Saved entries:
——
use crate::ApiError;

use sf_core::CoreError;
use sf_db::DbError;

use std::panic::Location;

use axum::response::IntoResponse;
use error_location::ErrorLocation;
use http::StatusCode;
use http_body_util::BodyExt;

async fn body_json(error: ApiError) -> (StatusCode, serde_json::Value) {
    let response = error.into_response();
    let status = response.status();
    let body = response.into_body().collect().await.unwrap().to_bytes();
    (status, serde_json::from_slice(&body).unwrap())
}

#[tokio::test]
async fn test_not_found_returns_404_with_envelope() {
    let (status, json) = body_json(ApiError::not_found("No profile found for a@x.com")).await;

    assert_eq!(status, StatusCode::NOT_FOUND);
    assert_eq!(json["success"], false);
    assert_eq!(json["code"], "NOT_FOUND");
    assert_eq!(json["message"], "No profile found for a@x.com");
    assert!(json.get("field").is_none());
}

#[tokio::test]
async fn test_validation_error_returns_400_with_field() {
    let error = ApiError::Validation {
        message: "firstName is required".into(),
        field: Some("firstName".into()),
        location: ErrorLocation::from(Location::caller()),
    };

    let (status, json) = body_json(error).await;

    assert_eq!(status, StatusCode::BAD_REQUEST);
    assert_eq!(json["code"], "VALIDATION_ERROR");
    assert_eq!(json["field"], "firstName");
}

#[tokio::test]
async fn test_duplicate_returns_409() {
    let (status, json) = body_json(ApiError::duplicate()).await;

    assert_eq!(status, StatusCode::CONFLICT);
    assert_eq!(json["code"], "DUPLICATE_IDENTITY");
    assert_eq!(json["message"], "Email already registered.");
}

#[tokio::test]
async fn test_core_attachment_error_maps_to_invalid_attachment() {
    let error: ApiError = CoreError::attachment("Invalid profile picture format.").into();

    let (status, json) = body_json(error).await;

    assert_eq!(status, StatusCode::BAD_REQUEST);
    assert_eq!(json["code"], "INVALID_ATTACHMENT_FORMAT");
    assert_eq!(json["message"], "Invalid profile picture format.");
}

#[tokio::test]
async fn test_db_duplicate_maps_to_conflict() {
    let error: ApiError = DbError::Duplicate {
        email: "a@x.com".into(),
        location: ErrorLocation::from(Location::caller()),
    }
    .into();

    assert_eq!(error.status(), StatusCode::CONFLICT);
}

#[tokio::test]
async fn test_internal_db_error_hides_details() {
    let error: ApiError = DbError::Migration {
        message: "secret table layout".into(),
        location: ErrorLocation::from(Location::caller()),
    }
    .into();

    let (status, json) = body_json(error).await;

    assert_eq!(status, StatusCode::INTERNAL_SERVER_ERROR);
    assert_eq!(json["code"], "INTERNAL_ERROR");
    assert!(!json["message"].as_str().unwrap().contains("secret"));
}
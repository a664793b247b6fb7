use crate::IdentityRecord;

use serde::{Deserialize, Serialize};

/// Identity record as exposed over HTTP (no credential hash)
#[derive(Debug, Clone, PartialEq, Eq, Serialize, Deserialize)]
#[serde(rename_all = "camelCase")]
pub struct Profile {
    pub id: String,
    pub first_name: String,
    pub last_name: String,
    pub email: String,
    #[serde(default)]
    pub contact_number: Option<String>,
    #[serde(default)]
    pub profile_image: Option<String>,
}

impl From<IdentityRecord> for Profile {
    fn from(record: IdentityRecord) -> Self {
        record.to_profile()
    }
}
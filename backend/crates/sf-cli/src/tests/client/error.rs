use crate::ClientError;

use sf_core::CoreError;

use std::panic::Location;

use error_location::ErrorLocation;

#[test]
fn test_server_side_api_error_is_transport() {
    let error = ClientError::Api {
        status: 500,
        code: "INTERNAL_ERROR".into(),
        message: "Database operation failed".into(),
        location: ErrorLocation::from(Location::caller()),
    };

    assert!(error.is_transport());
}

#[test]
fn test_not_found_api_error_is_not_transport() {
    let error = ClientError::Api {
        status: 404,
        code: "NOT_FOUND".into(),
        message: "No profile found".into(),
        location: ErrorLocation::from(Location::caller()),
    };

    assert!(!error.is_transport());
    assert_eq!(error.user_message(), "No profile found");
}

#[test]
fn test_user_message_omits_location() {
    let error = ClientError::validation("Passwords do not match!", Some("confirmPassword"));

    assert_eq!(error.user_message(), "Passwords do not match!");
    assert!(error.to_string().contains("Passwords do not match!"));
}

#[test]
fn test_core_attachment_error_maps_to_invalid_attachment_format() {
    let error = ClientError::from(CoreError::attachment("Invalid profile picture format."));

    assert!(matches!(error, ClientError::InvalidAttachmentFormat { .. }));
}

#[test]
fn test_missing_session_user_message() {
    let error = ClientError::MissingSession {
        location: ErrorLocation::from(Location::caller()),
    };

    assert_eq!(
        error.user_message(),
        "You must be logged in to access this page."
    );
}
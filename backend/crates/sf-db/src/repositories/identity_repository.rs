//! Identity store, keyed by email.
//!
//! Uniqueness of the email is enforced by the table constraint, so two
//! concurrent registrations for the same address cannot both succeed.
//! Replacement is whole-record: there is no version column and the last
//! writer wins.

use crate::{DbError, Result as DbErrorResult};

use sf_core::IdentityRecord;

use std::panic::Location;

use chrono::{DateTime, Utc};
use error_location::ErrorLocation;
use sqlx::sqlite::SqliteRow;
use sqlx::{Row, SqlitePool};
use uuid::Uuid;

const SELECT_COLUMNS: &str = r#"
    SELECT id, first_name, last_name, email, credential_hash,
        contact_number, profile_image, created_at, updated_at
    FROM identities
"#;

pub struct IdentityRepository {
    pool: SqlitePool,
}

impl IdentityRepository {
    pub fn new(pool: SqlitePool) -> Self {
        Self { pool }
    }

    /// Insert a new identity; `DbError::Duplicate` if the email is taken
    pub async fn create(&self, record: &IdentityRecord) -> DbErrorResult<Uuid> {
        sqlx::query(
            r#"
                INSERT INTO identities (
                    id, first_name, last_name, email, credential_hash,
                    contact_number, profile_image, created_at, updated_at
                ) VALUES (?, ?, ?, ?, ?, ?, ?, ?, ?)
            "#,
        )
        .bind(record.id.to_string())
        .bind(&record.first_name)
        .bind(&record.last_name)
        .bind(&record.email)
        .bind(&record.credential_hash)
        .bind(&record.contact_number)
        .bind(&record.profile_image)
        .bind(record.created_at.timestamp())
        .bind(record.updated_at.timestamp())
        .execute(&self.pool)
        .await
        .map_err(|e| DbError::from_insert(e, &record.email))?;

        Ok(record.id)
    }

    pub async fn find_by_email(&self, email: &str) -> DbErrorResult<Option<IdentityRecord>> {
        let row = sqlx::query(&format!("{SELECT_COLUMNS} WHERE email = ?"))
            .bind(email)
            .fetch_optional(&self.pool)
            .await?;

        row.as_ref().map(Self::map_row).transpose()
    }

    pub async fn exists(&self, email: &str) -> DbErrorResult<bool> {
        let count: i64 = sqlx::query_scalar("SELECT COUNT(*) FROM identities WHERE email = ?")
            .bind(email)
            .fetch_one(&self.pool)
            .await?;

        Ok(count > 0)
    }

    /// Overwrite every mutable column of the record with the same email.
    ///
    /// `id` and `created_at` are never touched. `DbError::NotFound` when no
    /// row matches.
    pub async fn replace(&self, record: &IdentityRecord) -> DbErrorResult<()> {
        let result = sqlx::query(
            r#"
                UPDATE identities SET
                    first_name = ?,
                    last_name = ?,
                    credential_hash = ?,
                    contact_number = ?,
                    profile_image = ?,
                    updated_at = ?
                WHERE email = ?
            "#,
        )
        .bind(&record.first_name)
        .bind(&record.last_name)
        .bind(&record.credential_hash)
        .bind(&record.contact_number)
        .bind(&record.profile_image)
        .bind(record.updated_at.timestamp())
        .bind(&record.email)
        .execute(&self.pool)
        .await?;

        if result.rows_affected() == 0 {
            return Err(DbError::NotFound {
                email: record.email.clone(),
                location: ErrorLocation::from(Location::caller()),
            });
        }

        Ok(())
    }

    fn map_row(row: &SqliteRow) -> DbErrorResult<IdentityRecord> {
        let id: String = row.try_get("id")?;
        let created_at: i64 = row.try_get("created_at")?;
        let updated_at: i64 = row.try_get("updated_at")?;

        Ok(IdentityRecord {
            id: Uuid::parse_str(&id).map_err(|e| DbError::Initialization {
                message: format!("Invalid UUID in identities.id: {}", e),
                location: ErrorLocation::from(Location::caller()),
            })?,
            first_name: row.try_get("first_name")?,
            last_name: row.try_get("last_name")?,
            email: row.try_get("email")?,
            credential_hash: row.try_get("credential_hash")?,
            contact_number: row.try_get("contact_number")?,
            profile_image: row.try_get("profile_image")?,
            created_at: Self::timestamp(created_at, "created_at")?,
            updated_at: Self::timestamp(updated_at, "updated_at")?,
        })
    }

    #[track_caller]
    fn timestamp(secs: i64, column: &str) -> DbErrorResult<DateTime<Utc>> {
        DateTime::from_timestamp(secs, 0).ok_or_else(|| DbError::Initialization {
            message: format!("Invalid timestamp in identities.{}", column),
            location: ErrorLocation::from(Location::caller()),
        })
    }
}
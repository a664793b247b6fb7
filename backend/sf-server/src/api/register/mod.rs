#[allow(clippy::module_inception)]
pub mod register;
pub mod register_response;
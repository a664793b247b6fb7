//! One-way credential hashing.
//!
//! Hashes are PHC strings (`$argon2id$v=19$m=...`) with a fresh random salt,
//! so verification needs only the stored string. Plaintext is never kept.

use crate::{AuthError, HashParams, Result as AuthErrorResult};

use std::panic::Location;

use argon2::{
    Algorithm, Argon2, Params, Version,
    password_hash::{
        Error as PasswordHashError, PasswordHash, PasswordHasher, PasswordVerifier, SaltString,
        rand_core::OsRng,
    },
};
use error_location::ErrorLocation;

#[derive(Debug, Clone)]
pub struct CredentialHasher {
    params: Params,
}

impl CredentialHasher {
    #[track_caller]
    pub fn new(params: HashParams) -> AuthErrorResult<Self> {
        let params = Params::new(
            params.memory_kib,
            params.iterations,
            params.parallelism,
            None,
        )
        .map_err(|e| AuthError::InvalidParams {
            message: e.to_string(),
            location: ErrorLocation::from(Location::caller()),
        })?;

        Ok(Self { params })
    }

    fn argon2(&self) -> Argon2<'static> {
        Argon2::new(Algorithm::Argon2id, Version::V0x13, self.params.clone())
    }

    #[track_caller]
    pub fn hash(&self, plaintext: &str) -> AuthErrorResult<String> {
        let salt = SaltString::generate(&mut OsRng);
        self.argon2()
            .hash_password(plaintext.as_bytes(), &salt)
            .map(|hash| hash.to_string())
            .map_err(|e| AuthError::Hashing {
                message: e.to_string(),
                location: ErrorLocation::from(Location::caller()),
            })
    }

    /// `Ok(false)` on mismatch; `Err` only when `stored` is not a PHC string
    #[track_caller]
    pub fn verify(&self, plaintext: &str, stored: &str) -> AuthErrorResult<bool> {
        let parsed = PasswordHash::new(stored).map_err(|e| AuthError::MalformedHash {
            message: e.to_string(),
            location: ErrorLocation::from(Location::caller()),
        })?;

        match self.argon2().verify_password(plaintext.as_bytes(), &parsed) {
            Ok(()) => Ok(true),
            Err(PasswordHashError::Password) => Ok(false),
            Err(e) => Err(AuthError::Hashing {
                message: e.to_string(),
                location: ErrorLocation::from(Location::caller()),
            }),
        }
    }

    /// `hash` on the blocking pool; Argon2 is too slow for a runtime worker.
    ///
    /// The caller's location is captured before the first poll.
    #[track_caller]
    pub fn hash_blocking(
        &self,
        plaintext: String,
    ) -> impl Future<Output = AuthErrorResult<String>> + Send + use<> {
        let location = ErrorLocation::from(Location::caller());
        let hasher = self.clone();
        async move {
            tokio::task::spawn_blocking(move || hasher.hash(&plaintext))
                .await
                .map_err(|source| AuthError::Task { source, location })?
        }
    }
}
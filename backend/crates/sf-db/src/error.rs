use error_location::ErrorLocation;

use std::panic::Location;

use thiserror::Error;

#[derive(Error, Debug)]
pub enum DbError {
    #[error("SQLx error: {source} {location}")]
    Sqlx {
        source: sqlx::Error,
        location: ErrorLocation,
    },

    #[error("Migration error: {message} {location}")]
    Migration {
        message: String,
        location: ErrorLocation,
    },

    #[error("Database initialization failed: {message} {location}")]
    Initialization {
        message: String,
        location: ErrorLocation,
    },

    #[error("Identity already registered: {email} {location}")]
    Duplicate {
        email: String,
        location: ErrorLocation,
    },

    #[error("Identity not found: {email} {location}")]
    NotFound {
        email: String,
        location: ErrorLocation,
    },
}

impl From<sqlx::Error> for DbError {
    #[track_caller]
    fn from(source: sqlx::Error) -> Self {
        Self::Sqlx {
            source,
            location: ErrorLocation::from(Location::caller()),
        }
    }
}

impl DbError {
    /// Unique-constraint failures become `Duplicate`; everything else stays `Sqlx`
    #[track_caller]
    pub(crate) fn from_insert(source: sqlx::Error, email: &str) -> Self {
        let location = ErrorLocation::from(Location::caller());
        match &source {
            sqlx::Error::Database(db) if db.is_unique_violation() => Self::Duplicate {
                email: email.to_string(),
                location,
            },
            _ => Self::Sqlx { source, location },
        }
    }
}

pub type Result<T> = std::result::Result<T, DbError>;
——
#### WHAT YOU HAVE TO DO:
The word "Deserialize" may appear in several lines of the data; count those lines and give only the number.

#### ANSWER SECTION:
2